Magentic Market: an open-source simulation atmosphere for learning agentic markets

November 6, 2025

5

Three white icons on a blue-to-purple gradient background: the first icon shows a node cluster, the second shows two persons, the third is a building, and the fourth is a location pin

Autonomous AI brokers are right here, they usually’re poised to reshape the economic system. By automating discovery, negotiation, and transactions, brokers can overcome inefficiencies like info asymmetries and platform lock-in, enabling sooner, extra clear, and extra aggressive markets.

We’re already seeing early indicators of this transformation in digital marketplaces. Buyer-facing assistants like OpenAI’s Operator and Anthropic’s Laptop Use can navigate web sites and full purchases. On the enterprise facet, Shopify Sidekick, Salesforce Einstein, and Meta’s Enterprise AI assist retailers with operations and buyer engagement. These examples trace at a future the place brokers turn into energetic market contributors, however the construction of those markets stays unsure.
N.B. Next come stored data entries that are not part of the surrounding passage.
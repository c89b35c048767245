use std::collections::{HashMap, HashSet};
use std::sync::Arc;

use serde_json::{Map, Value};

use crate::dsl::schema::{LoopSpec, PageTemplate, TemplateFragment, WidgetNode};
use crate::evaluator::condition::{evaluate_condition, evaluate_value};
use crate::evaluator::path::Scope;
use crate::evaluator::type_coercion::value_to_string;
use crate::runtime::actions::{ActionDispatcher, HostCallbacks};
use crate::runtime::layout::LayoutHints;
use crate::runtime::state::PageState;
use crate::runtime::tree::{RenderedNode, RenderedPage};
use crate::widgets::adapter::TransformContext;
use crate::widgets::registry::WidgetRegistry;

/// Upper bound on nested fragment splices before the walk assumes a cycle.
const MAX_FRAGMENT_DEPTH: usize = 32;

/// Walks one template against live state and host data, producing
/// [`RenderedPage`] trees. The template, registry and fragment library are
/// borrowed and never mutated; state and data are the only moving parts
/// between renders.
pub struct PageRenderer<'a> {
    template: &'a PageTemplate,
    registry: &'a WidgetRegistry,
    fragments: &'a HashMap<String, TemplateFragment>,
    data: Map<String, Value>,
    state: Arc<PageState>,
    dispatcher: ActionDispatcher,
}

impl<'a> PageRenderer<'a> {
    pub fn new(
        template: &'a PageTemplate,
        registry: &'a WidgetRegistry,
        fragments: &'a HashMap<String, TemplateFragment>,
        data: Map<String, Value>,
        callbacks: HostCallbacks,
    ) -> Self {
        let initial = template
            .state
            .as_ref()
            .map(|state| state.initial.clone())
            .unwrap_or_default();
        let state = Arc::new(PageState::new(initial));
        let dispatcher = ActionDispatcher::new(&template.actions, Arc::clone(&state), callbacks);
        Self {
            template,
            registry,
            fragments,
            data,
            state,
            dispatcher,
        }
    }

    /// Shared state store; the host reads and the dispatcher writes it
    /// between renders.
    pub fn state(&self) -> &Arc<PageState> {
        &self.state
    }

    /// Dispatcher handle for host-driven action triggering.
    pub fn dispatcher(&self) -> &ActionDispatcher {
        &self.dispatcher
    }

    /// Replace the host data object for subsequent renders.
    pub fn set_data(&mut self, data: Map<String, Value>) {
        self.data = data;
    }

    pub fn render(&self) -> RenderedPage {
        let base = self.build_scope_base();
        let mut scope = Scope::new(&base);
        let widgets = self.render_list(&self.template.widgets, &mut scope, 0);
        RenderedPage {
            layout: LayoutHints::from_config(self.template.layout.as_ref()),
            widgets,
        }
    }

    /// Scope base for one pass: state snapshot, computed entries, then
    /// host data, later wins.
    fn build_scope_base(&self) -> Map<String, Value> {
        let mut base = self.state.snapshot();
        if let Some(state_cfg) = &self.template.state {
            if !state_cfg.computed.is_empty() {
                // Computed entries see state and data, never each other,
                // and are recomputed from scratch on every render.
                let mut seed = base.clone();
                for (key, value) in &self.data {
                    seed.insert(key.clone(), value.clone());
                }
                let scope = Scope::new(&seed);
                for (key, expr) in &state_cfg.computed {
                    match evaluate_value(expr, &scope) {
                        Ok(Some(value)) => {
                            base.insert(key.clone(), value);
                        }
                        Ok(None) => {}
                        Err(err) => {
                            tracing::warn!(key = %key, error = %err, "computed state entry skipped");
                        }
                    }
                }
            }
        }
        for (key, value) in &self.data {
            base.insert(key.clone(), value.clone());
        }
        base
    }

    fn render_list(
        &self,
        nodes: &[WidgetNode],
        scope: &mut Scope<'_>,
        depth: usize,
    ) -> Vec<RenderedNode> {
        let mut out = Vec::new();
        for (position, node) in nodes.iter().enumerate() {
            self.render_node(node, scope, depth, position, &mut out);
        }
        dedupe_sibling_keys(&mut out);
        out
    }

    /// One declarative node → zero or more rendered nodes.
    fn render_node(
        &self,
        node: &WidgetNode,
        scope: &mut Scope<'_>,
        depth: usize,
        position: usize,
        out: &mut Vec<RenderedNode>,
    ) {
        match &node.loop_spec {
            Some(loop_spec) => self.render_loop(node, loop_spec, scope, depth, out),
            None => {
                if !self.passes_condition(node, scope) {
                    return;
                }
                self.emit_instance(node, scope, depth, node_key(node, position), out);
            }
        }
    }

    /// Expand a loop node. The condition gate runs per instance, with the
    /// loop variables in scope, so `item.x` conditions behave.
    fn render_loop(
        &self,
        node: &WidgetNode,
        loop_spec: &LoopSpec,
        scope: &mut Scope<'_>,
        depth: usize,
        out: &mut Vec<RenderedNode>,
    ) {
        let items: Vec<Value> = match scope.resolve(&loop_spec.items) {
            Some(Value::Array(items)) => items.clone(),
            Some(_) => {
                tracing::warn!(path = %loop_spec.items, "loop items path is not an array, skipping");
                return;
            }
            None => {
                tracing::warn!(path = %loop_spec.items, "loop items path is undefined, skipping");
                return;
            }
        };
        for (index, item) in items.into_iter().enumerate() {
            scope.push_var(loop_spec.item_var(), item);
            scope.push_var(loop_spec.index_var(), Value::from(index));
            if self.passes_condition(node, scope) {
                let key = self.loop_key(node, loop_spec, scope, index);
                self.emit_instance(node, scope, depth, key, out);
            }
            scope.pop_var();
            scope.pop_var();
        }
    }

    fn passes_condition(&self, node: &WidgetNode, scope: &Scope<'_>) -> bool {
        match &node.condition {
            Some(condition) => evaluate_condition(condition, scope),
            None => true,
        }
    }

    fn emit_instance(
        &self,
        node: &WidgetNode,
        scope: &mut Scope<'_>,
        depth: usize,
        key: String,
        out: &mut Vec<RenderedNode>,
    ) {
        if node.is_fragment_reference() {
            self.splice_fragment(node, scope, depth, &key, out);
        } else if let Some(rendered) = self.render_widget(node, scope, depth, key) {
            out.push(rendered);
        }
    }

    fn render_widget(
        &self,
        node: &WidgetNode,
        scope: &mut Scope<'_>,
        depth: usize,
        key: String,
    ) -> Option<RenderedNode> {
        let Some(adapter) = self.registry.get(&node.widget_type) else {
            tracing::warn!(widget_type = %node.widget_type, "unknown widget type, skipping");
            return None;
        };
        let children = match &node.children {
            Some(kids) if adapter.has_children() => self.render_list(kids, scope, depth),
            _ => Vec::new(),
        };
        let bindings = self.resolve_bindings(node, scope);
        let ctx = TransformContext {
            bindings: &bindings,
            children: &children,
            actions: &node.actions,
            dispatcher: Some(&self.dispatcher),
        };
        let props = adapter.transform_props(node.props.clone(), &ctx);
        Some(RenderedNode {
            key,
            widget_type: node.widget_type.clone(),
            props,
            actions: node.actions.clone(),
            children,
        })
    }

    /// Binding paths resolve leniently; a path that resolves to nothing is
    /// dropped so the literal prop underneath survives.
    fn resolve_bindings(&self, node: &WidgetNode, scope: &Scope<'_>) -> Map<String, Value> {
        let mut resolved = Map::new();
        for (prop, path) in &node.bindings {
            match scope.resolve(path) {
                Some(value) => {
                    resolved.insert(prop.clone(), value.clone());
                }
                None => {
                    tracing::debug!(prop = %prop, path = %path, "binding path is undefined, keeping literal prop");
                }
            }
        }
        resolved
    }

    /// Splice a fragment's widgets in place of the reference node. The
    /// passed props live under the reserved `props` name for the duration
    /// of the fragment subtree.
    fn splice_fragment(
        &self,
        node: &WidgetNode,
        scope: &mut Scope<'_>,
        depth: usize,
        ref_key: &str,
        out: &mut Vec<RenderedNode>,
    ) {
        let Some(fragment_id) = node.fragment_id.as_deref() else {
            tracing::warn!("fragment reference without a fragmentId, skipping");
            return;
        };
        let Some(fragment) = self.fragments.get(fragment_id) else {
            tracing::warn!(fragment_id = %fragment_id, "unknown fragment, skipping");
            return;
        };
        if depth >= MAX_FRAGMENT_DEPTH {
            tracing::warn!(fragment_id = %fragment_id, depth, "fragment nesting too deep, skipping");
            return;
        }
        let props = self.fragment_props(node, fragment, scope);
        scope.push_var("props", Value::Object(props));
        let spliced = self.render_list(&fragment.widgets, scope, depth + 1);
        scope.pop_var();
        // Prefix keys of the spliced roots so repeated splices of the same
        // fragment stay unique among their siblings.
        for mut child in spliced {
            child.key = format!("{}-{}", ref_key, child.key);
            out.push(child);
        }
    }

    /// Parameter payload for one fragment splice: literal props, bindings
    /// resolved over them, declared defaults filling the gaps. A required
    /// prop still missing after all that is logged, but the fragment
    /// renders regardless.
    fn fragment_props(
        &self,
        node: &WidgetNode,
        fragment: &TemplateFragment,
        scope: &Scope<'_>,
    ) -> Map<String, Value> {
        let mut props = node.props.clone();
        for (prop, path) in &node.bindings {
            if let Some(value) = scope.resolve(path) {
                props.insert(prop.clone(), value.clone());
            }
        }
        for (name, spec) in &fragment.props {
            if props.contains_key(name) {
                continue;
            }
            if let Some(default) = &spec.default {
                props.insert(name.clone(), default.clone());
            } else if spec.required.unwrap_or(false) {
                tracing::warn!(
                    fragment_id = %fragment.id,
                    prop = %name,
                    "required fragment prop is missing"
                );
            }
        }
        props
    }

    /// Loop instance key: the declared `keyExpr` evaluated with the loop
    /// variables in scope, or `{id-or-type}-{index}`.
    fn loop_key(
        &self,
        node: &WidgetNode,
        loop_spec: &LoopSpec,
        scope: &Scope<'_>,
        index: usize,
    ) -> String {
        if let Some(key_expr) = &loop_spec.key_expr {
            match evaluate_value(key_expr, scope) {
                Ok(Some(value)) => {
                    let key = value_to_string(&value);
                    if !key.is_empty() {
                        return key;
                    }
                }
                Ok(None) => {}
                Err(err) => {
                    tracing::debug!(key_expr = %key_expr, error = %err, "loop key expression failed, using positional key");
                }
            }
        }
        format!("{}-{}", key_base(node), index)
    }
}

fn key_base(node: &WidgetNode) -> &str {
    node.id.as_deref().unwrap_or(&node.widget_type)
}

fn node_key(node: &WidgetNode, position: usize) -> String {
    match &node.id {
        Some(id) => id.clone(),
        None => format!("{}-{}", node.widget_type, position),
    }
}

/// Keys must stay unique within a sibling list for host-side
/// reconciliation. Positional fallbacks can collide across nodes (an
/// anonymous widget next to an anonymous loop of the same type), as can
/// repeated `keyExpr` values; later duplicates get a numeric suffix.
fn dedupe_sibling_keys(nodes: &mut [RenderedNode]) {
    let mut seen: HashSet<String> = HashSet::with_capacity(nodes.len());
    for node in nodes {
        if seen.insert(node.key.clone()) {
            continue;
        }
        let mut suffix = 1;
        let mut candidate = format!("{}-{}", node.key, suffix);
        while seen.contains(&candidate) {
            suffix += 1;
            candidate = format!("{}-{}", node.key, suffix);
        }
        tracing::warn!(key = %node.key, reassigned = %candidate, "duplicate sibling render key");
        seen.insert(candidate.clone());
        node.key = candidate;
    }
}

/// One-shot render with the built-in action handling and no fragments.
pub fn render_page(
    template: &PageTemplate,
    registry: &WidgetRegistry,
    data: Map<String, Value>,
) -> RenderedPage {
    let fragments = HashMap::new();
    PageRenderer::new(template, registry, &fragments, data, HostCallbacks::default()).render()
}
A number of eventualities are potential. We’d see one-sided markets the place solely prospects or companies deploy brokers; closed platforms (referred to as walled gardens) the place corporations tightly management agent interactions; and even open two-sided marketplaces the place buyer and enterprise brokers transact freely throughout ecosystems. Every path carries totally different trade-offs for safety, openness, comfort, and competitors, which can form how worth flows within the digital economic system. For a deeper exploration of those dynamics, see our paper, The Agentic Economic system.

To assist navigate this uncertainty, we constructed Magentic Market (opens in new tab)— an open-source simulation atmosphere for exploring the quite a few potentialities of agentic markets and their societal implications at scale. It gives a basis for learning these markets and guiding them towards outcomes that profit everybody.

This issues as a result of most AI agent analysis focuses on remoted eventualities—a single agent finishing a activity or two brokers negotiating a easy transaction. However actual markets contain a lot of brokers concurrently looking, speaking, and transacting, creating advanced dynamics that may’t be understood by learning brokers in isolation. Capturing this complexity is crucial as a result of real-world deployments elevate essential questions on client welfare, market effectivity, equity, manipulation resistance, and bias—questions that may’t be safely answered in manufacturing environments.

To discover these dynamics in depth, the Magentic Market platform permits managed experimentation throughout numerous agentic market eventualities. Its present focus is on two-sided markets, however the atmosphere is modular and extensible, supporting future exploration of combined human–agent methods, one-sided markets, and sophisticated communication protocols.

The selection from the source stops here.